BayesianOptimization

This is a Python library for finding the best settings for a function when running that function is slow or expensive. The problem it solves is common in machine learning and scientific computing: you have a process that takes some input parameters and produces a score, but running it even once takes significant time or resources. You want to find the combination of inputs that produces the best score without having to try thousands of combinations at random.

The technique it uses is called Bayesian optimization. The basic idea is that after each test, the algorithm builds a statistical model of how the function behaves across the input space. That model, called a Gaussian process, gives the algorithm two things: an estimate of what the output will be at any untested point, and a measure of how uncertain that estimate is. The algorithm then uses this information to decide where to look next, balancing between exploring areas it knows little about and focusing on areas that look promising.

Using the library is straightforward. You define a Python function that takes named parameters and returns a number you want to maximize. You tell the optimizer the allowed range for each parameter. Then you call the maximize method and specify how many random starting points to try and how many Bayesian-guided steps to run afterward. After it finishes, you can read off the best parameter combination it found.

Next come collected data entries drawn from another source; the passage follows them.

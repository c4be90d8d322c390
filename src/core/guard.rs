//! Guard predicates over machine states.
//!
//! Guards are pure boolean functions deciding whether a command may touch
//! the state in a given phase. Configurable policies (such as whether
//! backspace may edit a fresh result) are expressed as guards so the machine
//! itself never branches on policy enums for them.

use super::state::State;
use std::fmt;
use std::marker::PhantomData;
use std::sync::Arc;

/// Pure predicate that determines if a command can run in a state.
///
/// # Example
///
/// ```rust
/// use pocketcalc::core::{Guard, Phase};
///
/// let not_after_result = Guard::new(|p: &Phase| *p != Phase::JustCalculated);
///
/// assert!(not_after_result.check(&Phase::Accumulating));
/// assert!(!not_after_result.check(&Phase::JustCalculated));
/// ```
pub struct Guard<S: State> {
    predicate: Arc<dyn Fn(&S) -> bool + Send + Sync>,
    _phantom: PhantomData<S>,
}

impl<S: State> Guard<S> {
    /// Create a guard from a pure predicate function.
    pub fn new<F>(predicate: F) -> Self
    where
        F: Fn(&S) -> bool + Send + Sync + 'static,
    {
        Guard {
            predicate: Arc::new(predicate),
            _phantom: PhantomData,
        }
    }

    /// Guard that lets every state through.
    pub fn always() -> Self {
        Self::new(|_| true)
    }

    /// Check if the guard allows the command from this state.
    pub fn check(&self, state: &S) -> bool {
        (self.predicate)(state)
    }
}

impl<S: State> Clone for Guard<S> {
    fn clone(&self) -> Self {
        Self {
            predicate: Arc::clone(&self.predicate),
            _phantom: PhantomData,
        }
    }
}

impl<S: State> fmt::Debug for Guard<S> {
    fn fmt(&self, f: &mut fmt::Formatter<'_>) -> fmt::Result {
        f.debug_struct("Guard").finish_non_exhaustive()
    }
}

The library supports constrained optimization, meaning you can set hard limits on what parameter values are allowed. It also includes a feature called SequentialDomainReduction, which progressively narrows the search region as the optimizer gains confidence, helping it converge faster on problems where the optimum is in a small corner of the parameter space.

The library is installable via pip or Conda and is written in pure Python. It is actively developed and citable in academic work, with BibTeX citations provided for the core method and its extensions.